The records must be returned word for word.

(Records excerpted from a collection)

____________________

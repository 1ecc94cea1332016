//! Registration, lookup and text rendering of plain registries.

#![allow(clippy::unwrap_used)]
#![allow(clippy::expect_used)]
#![allow(clippy::panic)]

use std::sync::Arc;

use metricring_core::{Counter, ErrorCode, Gauge, Metric, MetricsError, Registry, Value};

#[test]
fn empty_registry_name_is_rejected() {
    let err = Registry::new("").unwrap_err();
    assert_eq!(err, MetricsError::EmptyRegistryName);
    assert_eq!(err.code().as_str(), "EMPTY_REGISTRY_NAME");
}

#[test]
fn add_and_lookup_metrics() {
    let r = Registry::new("plain").unwrap();
    let c = Arc::new(Counter::new("metric"));
    r.add_metric(Arc::clone(&c)).unwrap();

    for _ in 0..1000 {
        c.inc();
    }

    let m = r.get_metric_by_name("metric").unwrap();
    assert_eq!(m.get(), Value::Counter(1000));
    assert!(!r.is_tracking());
    assert!(r.snapshots().is_none());
    assert_eq!(r.capacity(), None);
}

#[test]
fn duplicate_metric_keeps_the_original() {
    let r = Registry::new("dups").unwrap();
    let first = Arc::new(Counter::new("name1"));
    first.add(5);
    r.add_metric(Arc::clone(&first)).unwrap();

    let err = r.add_metric(Counter::new("name1")).unwrap_err();
    assert_eq!(err, MetricsError::MetricNameExists("name1".into()));
    assert_eq!(err.code(), ErrorCode::MetricNameExists);

    let kept = r.get_metric_by_name("name1").unwrap();
    assert_eq!(kept.get(), Value::Counter(5));
    first.inc();
    assert_eq!(kept.get(), Value::Counter(6));
    assert_eq!(r.len(), 1);
}

#[test]
fn failed_batch_inserts_nothing() {
    let r = Registry::new("batch").unwrap();
    r.add_metric(Metric::counter("existing")).unwrap();

    let err = r
        .add_metrics([Metric::counter("a"), Metric::gauge("existing"), Metric::counter("b")])
        .unwrap_err();
    assert_eq!(err, MetricsError::MetricNameExists("existing".into()));
    assert_eq!(r.metric_names(), vec!["existing".to_string()]);

    let err = r
        .add_metrics([Metric::counter("c"), Metric::counter("")])
        .unwrap_err();
    assert_eq!(err, MetricsError::EmptyMetricName);
    assert_eq!(r.len(), 1);

    let err = r
        .add_metrics([Metric::counter("d"), Metric::gauge("d")])
        .unwrap_err();
    assert_eq!(err, MetricsError::MetricNameExists("d".into()));
    assert_eq!(r.len(), 1);

    r.add_metrics([Metric::counter("a"), Metric::gauge("b")]).unwrap();
    assert_eq!(r.metric_names(), vec!["existing", "a", "b"]);
}

#[test]
fn lookup_errors() {
    let r = Registry::new("lookups").unwrap();
    assert_eq!(
        r.get_metric_by_name("").unwrap_err(),
        MetricsError::EmptyMetricName
    );
    let err = r.get_metric_by_name("missing").unwrap_err();
    assert_eq!(err, MetricsError::MetricNameUnknown("missing".into()));
    assert_eq!(err.to_string(), "undefined metric name missing");
}

#[test]
fn get_metrics_is_a_detached_map() {
    let r = Registry::new("copy").unwrap();
    r.add_metric(Metric::counter("one")).unwrap();

    let map = r.get_metrics();
    r.add_metric(Metric::counter("two")).unwrap();

    assert_eq!(map.len(), 1);
    assert!(map.contains_key("one"));
    assert_eq!(r.get_metrics().len(), 2);
}

#[test]
fn dump_uses_registration_order() {
    let r = Registry::new("dump").unwrap();
    let z = Arc::new(Counter::new("zeta"));
    let a = Arc::new(Gauge::new("alpha"));
    r.add_metrics([Metric::from(Arc::clone(&z)), Metric::from(Arc::clone(&a))])
        .unwrap();
    z.add(3);
    a.set(2.5);

    assert_eq!(r.dump(), "zeta: 3\nalpha: 2.5\n");
}

#[test]
fn capture_copies_without_resetting() {
    let r = Registry::new("capture").unwrap();
    let c = Arc::new(Counter::new("c"));
    r.add_metric(Arc::clone(&c)).unwrap();
    c.add(10);

    let snap = r.capture(chrono::Utc::now());
    c.add(1);

    assert_eq!(snap.get_metric_by_name("c").unwrap().get(), Value::Counter(10));
    assert_eq!(c.get(), 11);
}
//! Shared output sink.
//!
//! Every event is written with a single [`OutputSink::write_event`] call that
//! holds the sink lock for the whole buffer, so concurrent events never
//! interleave their bytes.

use std::io;
use std::pin::Pin;
use std::sync::Arc;

use tokio::io::{AsyncWrite, AsyncWriteExt};
use tokio::sync::Mutex;

type BoxedWriter = Pin<Box<dyn AsyncWrite + Send>>;

/// Cloneable handle to one underlying writer.
#[derive(Clone)]
pub struct OutputSink {
    writer: Arc<Mutex<BoxedWriter>>,
}

impl OutputSink {
    pub fn new<W>(writer: W) -> Self
    where
        W: AsyncWrite + Send + 'static,
    {
        Self {
            writer: Arc::new(Mutex::new(Box::pin(writer))),
        }
    }

    /// Process standard output.
    pub fn stdout() -> Self {
        Self::new(tokio::io::stdout())
    }

    /// Write one rendered event and flush it.
    ///
    /// Suspends while another event holds the sink or while the writer
    /// applies backpressure (e.g. a full pipe).
    pub async fn write_event(&self, buf: &[u8]) -> io::Result<()> {
        let mut writer = self.writer.lock().await;
        writer.write_all(buf).await?;
        writer.flush().await
    }
}

impl Default for OutputSink {
    fn default() -> Self {
        Self::stdout()
    }
}

impl std::fmt::Debug for OutputSink {
    fn fmt(&self, f: &mut std::fmt::Formatter<'_>) -> std::fmt::Result {
        f.debug_struct("OutputSink").finish_non_exhaustive()
    }
}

____________________

TASK RESULT ->
repository 1ecc94cea1332016
//! Registration, lookup and text rendering of plain registries.

#![allow(clippy::unwrap_used)]
#![allow(clippy::expect_used)]
#![allow(clippy::panic)]

use std::sync::Arc;

use metricring_core::{Counter, ErrorCode, Gauge, Metric, MetricsError, Registry, Value};

#[test]
fn empty_registry_name_is_rejected() {
    let err = Registry::new("").unwrap_err();
    assert_eq!(err, MetricsError::EmptyRegistryName);
    assert_eq!(err.code().as_str(), "EMPTY_REGISTRY_NAME");
}

#[test]
fn add_and_lookup_metrics() {
    let r = Registry::new("plain").unwrap();
    let c = Arc::new(Counter::new("metric"));
    r.add_metric(Arc::clone(&c)).unwrap();

    for _ in 0..1000 {
        c.inc();
    }

    let m = r.get_metric_by_name("metric").unwrap();
    assert_eq!(m.get(), Value::Counter(1000));
    assert!(!r.is_tracking());
    assert!(r.snapshots().is_none());
    assert_eq!(r.capacity(), None);
}

#[test]
fn duplicate_metric_keeps_the_original() {
    let r = Registry::new("dups").unwrap();
    let first = Arc::new(Counter::new("name1"));
    first.add(5);
    r.add_metric(Arc::clone(&first)).unwrap();

    let err = r.add_metric(Counter::new("name1")).unwrap_err();
    assert_eq!(err, MetricsError::MetricNameExists("name1".into()));
    assert_eq!(err.code(), ErrorCode::MetricNameExists);

    let kept = r.get_metric_by_name("name1").unwrap();
    assert_eq!(kept.get(), Value::Counter(5));
    first.inc();
    assert_eq!(kept.get(), Value::Counter(6));
    assert_eq!(r.len(), 1);
}

#[test]
fn failed_batch_inserts_nothing() {
    let r = Registry::new("batch").unwrap();
    r.add_metric(Metric::counter("existing")).unwrap();

    let err = r
        .add_metrics([Metric::counter("a"), Metric::gauge("existing"), Metric::counter("b")])
        .unwrap_err();
    assert_eq!(err, MetricsError::MetricNameExists("existing".into()));
    assert_eq!(r.metric_names(), vec!["existing".to_string()]);

    let err = r
        .add_metrics([Metric::counter("c"), Metric::counter("")])
        .unwrap_err();
    assert_eq!(err, MetricsError::EmptyMetricName);
    assert_eq!(r.len(), 1);

    let err = r
        .add_metrics([Metric::counter("d"), Metric::gauge("d")])
        .unwrap_err();
    assert_eq!(err, MetricsError::MetricNameExists("d".into()));
    assert_eq!(r.len(), 1);

    r.add_metrics([Metric::counter("a"), Metric::gauge("b")]).unwrap();
    assert_eq!(r.metric_names(), vec!["existing", "a", "b"]);
}

#[test]
fn lookup_errors() {
    let r = Registry::new("lookups").unwrap();
    assert_eq!(
        r.get_metric_by_name("").unwrap_err(),
        MetricsError::EmptyMetricName
    );
    let err = r.get_metric_by_name("missing").unwrap_err();
    assert_eq!(err, MetricsError::MetricNameUnknown("missing".into()));
    assert_eq!(err.to_string(), "undefined metric name missing");
}

#[test]
fn get_metrics_is_a_detached_map() {
    let r = Registry::new("copy").unwrap();
    r.add_metric(Metric::counter("one")).unwrap();

    let map = r.get_metrics();
    r.add_metric(Metric::counter("two")).unwrap();

    assert_eq!(map.len(), 1);
    assert!(map.contains_key("one"));
    assert_eq!(r.get_metrics().len(), 2);
}

#[test]
fn dump_uses_registration_order() {
    let r = Registry::new("dump").unwrap();
    let z = Arc::new(Counter::new("zeta"));
    let a = Arc::new(Gauge::new("alpha"));
    r.add_metrics([Metric::from(Arc::clone(&z)), Metric::from(Arc::clone(&a))])
        .unwrap();
    z.add(3);
    a.set(2.5);

    assert_eq!(r.dump(), "zeta: 3\nalpha: 2.5\n");
}

#[test]
fn capture_copies_without_resetting() {
    let r = Registry::new("capture").unwrap();
    let c = Arc::new(Counter::new("c"));
    r.add_metric(Arc::clone(&c)).unwrap();
    c.add(10);

    let snap = r.capture(chrono::Utc::now());
    c.add(1);

    assert_eq!(snap.get_metric_by_name("c").unwrap().get(), Value::Counter(10));
    assert_eq!(c.get(), 11);
}
//! Shared output sink.
//!
//! Every event is written with a single [`OutputSink::write_event`] call that
//! holds the sink lock for the whole buffer, so concurrent events never
//! interleave their bytes.

use std::io;
use std::pin::Pin;
use std::sync::Arc;

use tokio::io::{AsyncWrite, AsyncWriteExt};
use tokio::sync::Mutex;

type BoxedWriter = Pin<Box<dyn AsyncWrite + Send>>;

/// Cloneable handle to one underlying writer.
#[derive(Clone)]
pub struct OutputSink {
    writer: Arc<Mutex<BoxedWriter>>,
}

impl OutputSink {
    pub fn new<W>(writer: W) -> Self
    where
        W: AsyncWrite + Send + 'static,
    {
        Self {
            writer: Arc::new(Mutex::new(Box::pin(writer))),
        }
    }

    /// Process standard output.
    pub fn stdout() -> Self {
        Self::new(tokio::io::stdout())
    }

    /// Write one rendered event and flush it.
    ///
    /// Suspends while another event holds the sink or while the writer
    /// applies backpressure (e.g. a full pipe).
    pub async fn write_event(&self, buf: &[u8]) -> io::Result<()> {
        let mut writer = self.writer.lock().await;
        writer.write_all(buf).await?;
        writer.flush().await
    }
}

impl Default for OutputSink {
    fn default() -> Self {
        Self::stdout()
    }
}

impl std::fmt::Debug for OutputSink {
    fn fmt(&self, f: &mut std::fmt::Formatter<'_>) -> std::fmt::Result {
        f.debug_struct("OutputSink").finish_non_exhaustive()
    }
}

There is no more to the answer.